3. Native libraries generally cannot be loaded multiple times into the same process, and they may contain global state that cannot be safely reset.

### Full Native Access

The Context API allows to set options such as `allowIO`, `allowHostAccess`, `allowThreads` and more on the created contexts.
To use Python native extensions on GraalPy, the `allowNativeAccess` option must be set to true, but this opens the door to full native access.
This means that while Python code may be denied access to the host file system, thread- or subprocess creation, and more, the native extension is under no such restriction.

### Memory Management

Python C extensions, like the CPython reference implementation, use reference counting for memory management.
This is fundamentally incompatible with JVM GCs.

Java objects may end up being referenced from native data structures which the JVM cannot trace, so to avoid crashing, GraalPy keeps such Java objects strongly referenced.
To avoid memory leaks, GraalPy implements a cycle detector that regularly traces references between Java objects and native objects that have crossed between the two worlds and cleans up strong references that are no longer needed.

On the other side, reference-counted native extension objects may end up being referenced from Java objects, and in this case GraalPy bumps their reference count to make them unreclaimable.
Any such references to native extension objects are registered with a `java.lang.ref.WeakReference` and when the JVM GC has collected the owning Java object, the reference count of the native object is reduced again.

Both of these mechanisms together mean there is additional delay between objects becoming unreachable and their memory being reclaimed when compared to the CPython implementation.
This can manifest in increased memory usage when running C extensions.
You can tweak the Context options `python.BackgroundGCTaskInterval`, `python.BackgroundGCTaskThreshold`, and `BackgroundGCTaskMinimum` to mitigate this.
They control the minimum interval between cycle detections, how much RSS memory must have increased since the last time to trigger the cycle detector, and the absolute minimum RSS under which no cycle detection should be done.
You can also manually trigger the detector with the Python `gc.collect()` call.
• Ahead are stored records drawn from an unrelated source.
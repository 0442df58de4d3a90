use std::fmt;

use serde_json::{json, Value};

use crate::server::{HttpRequest, HttpResponse};

/// What an action hands back before conversion to a response.
#[derive(Debug, Clone, PartialEq)]
pub enum Reply {
    /// Passed through unchanged
    Response(HttpResponse),
    Json(Value),
    Text(String),
    Bytes(Vec<u8>, String),
    /// No content; rendered as `200` with an empty body
    Empty,
}

impl Reply {
    #[must_use]
    pub fn json(value: Value) -> Self {
        Reply::Json(value)
    }

    #[must_use]
    pub fn text(text: impl Into<String>) -> Self {
        Reply::Text(text.into())
    }

    #[must_use]
    pub fn bytes(body: Vec<u8>, content_type: impl Into<String>) -> Self {
        Reply::Bytes(body, content_type.into())
    }
}

#[derive(Debug, Clone, Copy, PartialEq, Eq)]
pub enum FaultKind {
    /// The action returned `Err`
    Error,
    Panic,
}

/// A failed invocation, as seen by [`ReplyConverter::fault`].
#[derive(Debug, Clone)]
pub struct ActionFault {
    pub handler: String,
    pub kind: FaultKind,
    pub message: String,
}

impl fmt::Display for ActionFault {
    fn fmt(&self, f: &mut fmt::Formatter<'_>) -> fmt::Result {
        match self.kind {
            FaultKind::Error => write!(f, "{} failed: {}", self.handler, self.message),
            FaultKind::Panic => write!(f, "{} panicked: {}", self.handler, self.message),
        }
    }
}

/// Turns replies, faults and routing misses into responses.
pub trait ReplyConverter: Send + Sync {
    fn convert(&self, reply: Reply) -> HttpResponse;

    fn fault(&self, fault: &ActionFault) -> HttpResponse;

    fn not_found(&self, req: &HttpRequest) -> HttpResponse {
        HttpResponse::json(
            404,
            &json!({ "error": "Not Found", "method": req.method.as_str(), "path": req.path }),
        )
    }
}

/// JSON-first converter with optional fixed 404/500 pages.
#[derive(Debug, Clone, Default)]
pub struct DefaultReplyConverter {
    not_found_page: Option<String>,
    error_page: Option<String>,
}

impl DefaultReplyConverter {
    #[must_use]
    pub fn new() -> Self {
        Self::default()
    }

    #[must_use]
    pub fn with_not_found_page(mut self, page: impl Into<String>) -> Self {
        self.not_found_page = Some(page.into());
        self
    }

    #[must_use]
    pub fn with_error_page(mut self, page: impl Into<String>) -> Self {
        self.error_page = Some(page.into());
        self
    }
}

fn page(status: u16, body: &str) -> HttpResponse {
    HttpResponse::bytes(status, body.as_bytes().to_vec(), "text/html; charset=utf-8")
}

impl ReplyConverter for DefaultReplyConverter {
    fn convert(&self, reply: Reply) -> HttpResponse {
        match reply {
            Reply::Response(resp) => resp,
            Reply::Json(value) => HttpResponse::json(200, &value),
            Reply::Text(text) => HttpResponse::text(200, text),
            Reply::Bytes(body, content_type) => HttpResponse::bytes(200, body, &content_type),
            Reply::Empty => HttpResponse::new(200),
        }
    }

    fn fault(&self, fault: &ActionFault) -> HttpResponse {
        match &self.error_page {
            Some(body) => page(500, body),
            None => HttpResponse::json(
                500,
                &json!({ "error": "Internal Server Error", "details": fault.message }),
            ),
        }
    }

    fn not_found(&self, req: &HttpRequest) -> HttpResponse {
        match &self.not_found_page {
            Some(body) => page(404, body),
            None => HttpResponse::json(
                404,
                &json!({ "error": "Not Found", "method": req.method.as_str(), "path": req.path }),
            ),
        }
    }
}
### Multi-Context and Native Libraries

Using C extensions in multiple contexts is only possible on Linux for now, and many C extensions still have issues in this mode.
You should test your applications thoroughly if you want to use this feature.
There are many possibilities for native code to sidestep the library isolation through other process-wide global state, corrupting the state and leading to incorrect results or crashing.
The implementation also relies on `venv` to work, even if you are not using external packages.

To support creating multiple GraalPy contexts that access native modules within the same JVM or Native Image, we need to isolate them from each other.
The current strategy for this is to copy the libraries and modify them such that the dynamic library loader of the operating system will isolate them for us.
To do this, all GraalPy contexts in the same process (not just those in the same engine!) must set the `python.IsolateNativeModules` option to `true`.
You should test your applications thoroughly if you want to use this feature, as there are many possiblities for native code to sidestep the library isolation through other process-wide global state.